Meskipun saya tidak sepenuhnya menepis gagasan menggunakan selebriti, kami tahu pasti bahwa branding selebriti adalah bisnis yang tidak pasti, terutama ketika selebriti tertentu menghadapi tantangan pribadi atau kemarahan publik atas hal-hal tertentu, dan merek yang menggunakannya harus tiba-tiba menceraikan hubungan yang membuat kedua belah pihak terlihat sedih. Semakin banyak penelitian yang menunjukkan bahwa Gen Z benar-benar mendengarkan nasihat dari orang yang lebih tua (misalnya orang tua) dan pakar nyata lebih dari sekadar selebriti atau kampanye iklan. Jadi, ada peluang besar untuk menjangkau beberapa generasi sekaligus, memanfaatkan ikatan yang semakin meningkat antar generasi. Oleh karena itu, pemasar harus menemukan cara untuk memanfaatkan jiwa orang yang lebih tua dan ahli (biasanya Gen X atau lebih tua), dan selalu dan tidak langsung, menjangkau juga anak-anak mereka (Gen Z).

5) Iklan klasik.

Klasik kembali. Gen Z mengunjungi bioskop sama seperti mereka menyukai musik.
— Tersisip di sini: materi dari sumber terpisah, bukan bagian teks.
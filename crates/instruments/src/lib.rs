//! # Meridian Instruments
//!
//! The instrument directory: which (symbol, exchange) pairs exist and what
//! they last traded at. Consumers depend on the `InstrumentDirectory` trait;
//! `InMemoryInstrumentDirectory` is the catalogue the simulator runs on.

pub mod directory;
pub mod error;

pub use directory::{InMemoryInstrumentDirectory, InstrumentDirectory};
pub use error::InstrumentError;
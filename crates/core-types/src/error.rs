use crate::enums::OrderStatus;
use thiserror::Error;

#[derive(Error, Debug, Clone, PartialEq)]
pub enum CoreError {
    #[error("Invalid input for {0}: {1}")]
    InvalidInput(String, String),

    #[error("Illegal status transition from {from} to {to}")]
    InvalidTransition { from: OrderStatus, to: OrderStatus },

    #[error("Calculation error: {0}")]
    Calculation(String),
}
//! Alarm Relay - Main Entry Point

use api::{init_logging, run_server, AppConfig};
use tracing::info;

#[tokio::main]
async fn main() -> Result<(), Box<dyn std::error::Error>> {
    let config = AppConfig::load()?;
    init_logging(&config.server.log_level)?;

    info!("=== Alarm Relay v{} ===", env!("CARGO_PKG_VERSION"));

    run_server(config).await?;

    Ok(())
}
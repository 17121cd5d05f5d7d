//! Alarm Catalog
//!
//! Metric -> severity -> threshold model and generation of the alarm
//! definitions pushed to the alerting channel.

use serde::{Deserialize, Serialize};
use std::collections::BTreeMap;
use tracing::debug;

use crate::level::{MonitorLevel, MonitorStatus};
use crate::record::Dimension;
use crate::service::Resource;

/// Metrics where a lower value is worse
const LESS_COMPARISON_METRICS: &[&str] = &["FreeableMemory", "HealthyHostCount"];

/// Monitoring configuration
#[derive(Debug, Clone, Serialize, Deserialize)]
#[serde(default)]
pub struct MonitoringConfig {
    /// Prefix of every alarm name managed by this system
    pub alarm_prefix: String,
}

impl Default for MonitoringConfig {
    fn default() -> Self {
        Self {
            alarm_prefix: "MONITOR".to_string(),
        }
    }
}

/// Threshold comparison operator
#[derive(Debug, Clone, Copy, PartialEq, Eq, Hash, Serialize, Deserialize)]
pub enum ComparisonOperator {
    GreaterThanOrEqualToThreshold,
    LessThanOrEqualToThreshold,
}

impl ComparisonOperator {
    /// "Lower is worse" for a fixed set of metrics, "higher is worse" otherwise
    pub fn for_metric(metric_name: &str) -> Self {
        if LESS_COMPARISON_METRICS.contains(&metric_name) {
            ComparisonOperator::LessThanOrEqualToThreshold
        } else {
            ComparisonOperator::GreaterThanOrEqualToThreshold
        }
    }
}

/// Per-metric monitor configuration and resolved status
#[derive(Debug, Clone, PartialEq, Serialize, Deserialize)]
pub struct MonitorDefinition {
    pub metric_name: String,
    pub values: BTreeMap<MonitorLevel, Option<f64>>,
    pub enabled: Option<bool>,
    pub period: Option<u32>,
    pub evaluation_period: Option<u32>,
    pub statistic: Option<String>,
    pub comparison_operator: ComparisonOperator,
    pub status: MonitorStatus,
}

impl MonitorDefinition {
    /// Monitor with no thresholds configured
    pub fn unset(metric_name: impl Into<String>) -> Self {
        let metric_name = metric_name.into();
        Self {
            comparison_operator: ComparisonOperator::for_metric(&metric_name),
            metric_name,
            values: MonitorLevel::ALL.iter().map(|level| (*level, None)).collect(),
            enabled: None,
            period: None,
            evaluation_period: None,
            statistic: None,
            status: MonitorStatus::Unset,
        }
    }

    pub fn threshold(&self, level: MonitorLevel) -> Option<f64> {
        self.values.get(&level).copied().flatten()
    }
}

/// Alarm definition pushed to the alerting channel
#[derive(Debug, Clone, PartialEq, Serialize, Deserialize)]
#[serde(rename_all = "PascalCase")]
pub struct AlarmDefinition {
    pub alarm_name: String,
    pub actions_enabled: bool,
    pub alarm_actions: Vec<String>,
    #[serde(rename = "OKActions")]
    pub ok_actions: Vec<String>,
    pub metric_name: String,
    pub namespace: String,
    pub statistic: Option<String>,
    pub dimensions: Vec<Dimension>,
    pub period: Option<u32>,
    pub evaluation_periods: u32,
    pub threshold: f64,
    pub comparison_operator: ComparisonOperator,
}

impl AlarmDefinition {
    pub fn has_recovery_action(&self) -> bool {
        !self.ok_actions.is_empty()
    }
}

/// Alarm naming and definition generation
#[derive(Debug, Clone)]
pub struct AlarmCatalog {
    config: MonitoringConfig,
}

impl AlarmCatalog {
    pub fn new(config: MonitoringConfig) -> Self {
        Self { config }
    }

    /// Prefix matching every managed alarm
    pub fn fleet_prefix(&self) -> String {
        format!("{}-", self.config.alarm_prefix)
    }

    /// Prefix matching every alarm of one resource
    pub fn resource_prefix(&self, resource: &Resource) -> String {
        format!(
            "{}-{}-{}-",
            self.config.alarm_prefix,
            resource.service.name(),
            resource.resource_id
        )
    }

    pub fn alarm_name(&self, resource: &Resource, metric_name: &str, level: MonitorLevel) -> String {
        format!("{}{}-{}", self.resource_prefix(resource), metric_name, level.code())
    }

    /// One alarm definition per level with a configured threshold
    ///
    /// Only the lowest level's alarm carries the recovery (OK) action.
    pub fn generate_alarm_definitions(
        &self,
        resource: &Resource,
        monitor: &MonitorDefinition,
        notify_target: &str,
    ) -> Vec<AlarmDefinition> {
        let comparison_operator = ComparisonOperator::for_metric(&monitor.metric_name);

        MonitorLevel::ALL
            .iter()
            .filter_map(|level| monitor.threshold(*level).map(|threshold| (*level, threshold)))
            .map(|(level, threshold)| {
                let ok_actions = if level.is_lowest_level() {
                    vec![notify_target.to_string()]
                } else {
                    Vec::new()
                };

                let definition = AlarmDefinition {
                    alarm_name: self.alarm_name(resource, &monitor.metric_name, level),
                    actions_enabled: monitor.enabled.unwrap_or(true),
                    alarm_actions: vec![notify_target.to_string()],
                    ok_actions,
                    metric_name: monitor.metric_name.clone(),
                    namespace: resource.service.namespace().to_string(),
                    statistic: monitor.statistic.clone(),
                    dimensions: vec![Dimension::new(
                        resource.service.id_dimension(),
                        resource.resource_id.clone(),
                    )],
                    period: monitor.period,
                    evaluation_periods: 1,
                    threshold,
                    comparison_operator,
                };
                debug!("Generated alarm definition {}", definition.alarm_name);
                definition
            })
            .collect()
    }
}

impl Default for AlarmCatalog {
    fn default() -> Self {
        Self::new(MonitoringConfig::default())
    }
}

#[cfg(test)]
mod tests {
    use super::*;
    use crate::service::ServiceKind;

    fn monitor(metric: &str, caution: Option<f64>, danger: Option<f64>) -> MonitorDefinition {
        let mut monitor = MonitorDefinition::unset(metric);
        monitor.values.insert(MonitorLevel::Caution, caution);
        monitor.values.insert(MonitorLevel::Danger, danger);
        monitor.enabled = Some(true);
        monitor.period = Some(300);
        monitor.statistic = Some("Average".to_string());
        monitor
    }

    #[test]
    fn test_comparison_operator() {
        assert_eq!(
            ComparisonOperator::for_metric("FreeableMemory"),
            ComparisonOperator::LessThanOrEqualToThreshold
        );
        assert_eq!(
            ComparisonOperator::for_metric("HealthyHostCount"),
            ComparisonOperator::LessThanOrEqualToThreshold
        );
        assert_eq!(
            ComparisonOperator::for_metric("CPUUtilization"),
            ComparisonOperator::GreaterThanOrEqualToThreshold
        );
    }

    #[test]
    fn test_only_lowest_level_has_recovery_action() {
        let catalog = AlarmCatalog::default();
        let resource = Resource::new("Asia Pacific (Tokyo)", ServiceKind::Ec2, "i-0abc");
        let definitions = catalog.generate_alarm_definitions(
            &resource,
            &monitor("CPUUtilization", Some(70.0), Some(90.0)),
            "arn:aws:sns:ap-northeast-1:123456789012:alarms",
        );

        assert_eq!(definitions.len(), 2);
        let with_recovery: Vec<_> = definitions
            .iter()
            .filter(|d| d.has_recovery_action())
            .map(|d| d.alarm_name.as_str())
            .collect();
        assert_eq!(with_recovery, vec!["MONITOR-EC2-i-0abc-CPUUtilization-CAUTION"]);
    }

    #[test]
    fn test_definition_shape() {
        let catalog = AlarmCatalog::default();
        let resource = Resource::new("Asia Pacific (Tokyo)", ServiceKind::Rds, "db-main");
        let definitions = catalog.generate_alarm_definitions(
            &resource,
            &monitor("FreeableMemory", None, Some(1024.0)),
            "topic",
        );

        assert_eq!(definitions.len(), 1);
        let danger = &definitions[0];
        assert_eq!(danger.alarm_name, "MONITOR-RDS-db-main-FreeableMemory-DANGER");
        assert_eq!(danger.namespace, "AWS/RDS");
        assert_eq!(danger.dimensions, vec![Dimension::new("DBInstanceIdentifier", "db-main")]);
        assert_eq!(danger.evaluation_periods, 1);
        assert_eq!(danger.threshold, 1024.0);
        assert_eq!(danger.comparison_operator, ComparisonOperator::LessThanOrEqualToThreshold);
        assert!(!danger.has_recovery_action());
        assert_eq!(danger.alarm_actions, vec!["topic".to_string()]);
    }

    #[test]
    fn test_prefixes() {
        let catalog = AlarmCatalog::new(MonitoringConfig {
            alarm_prefix: "OPS".to_string(),
        });
        let resource = Resource::new("EU (Ireland)", ServiceKind::Elb, "web-lb");
        assert_eq!(catalog.fleet_prefix(), "OPS-");
        assert_eq!(catalog.resource_prefix(&resource), "OPS-ELB-web-lb-");
    }
}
Baliho dan iklan luar ruang sekali lagi mendapatkan penerimaan tertentu terutama karena generasi muda bepergian melalui transportasi umum dan akan lebih memperhatikan kampanye luar ruangan seperti itu daripada mereka yang mengemudi. Sebagai pemasar yang cerdas, kami tidak akan mengabaikan kekuatan iklan luar ruang, atau penggunaan saluran siaran klasik seperti TV dan radio, yang masih menjangkau beberapa generasi (ya, termasuk Gen Z). Sementara banyak biro iklan hanya beralih ke digital, dan setelah itu menghadapi rintangan, pemasar yang bijak akan menemukan cara holistik untuk menjangkau sebanyak mungkin orang, menggunakan berbagai saluran, baik digital maupun "analog".

Pemasar tidak boleh tergoda oleh janji-janji mencolok untuk hanya menjadi digital, atau terikat dengan pembelian media skala besar yang mahal yang praktis menyedot sebagian besar dari pendapatan yang diperoleh dengan susah payah. Itu semua bermuara pada apa yang secara praktis dan optimal dibutuhkan untuk menyelesaikan pekerjaan. Seorang ahli bedah tidak akan menggunakan gergaji besi untuk mengangkat tumor, tetapi pisau bedah kecil yang tajam.

Jangan menjadi pemasar khusus generasi. Saluran pemasaran tidak menjadi masalah sebanyak satu-satunya tujuan yang harus selalu kita ingat - menjangkau konsumen dan mengeluarkan PELANGGAN TERAKHIR dari mereka.

Dr Seamus Phan adalah CTO dan Kepala Konten di McGallen & Bolden. Dia ahli dalam teknologi, strategi, branding, pemasaran, pelatihan kepemimpinan, dan manajemen krisis. Artikel ini mungkin muncul bersamaan di miliknya blog. Hubungkan LinkedIn. © 1984-2020 Seamus Phan dkk. Seluruh hak cipta.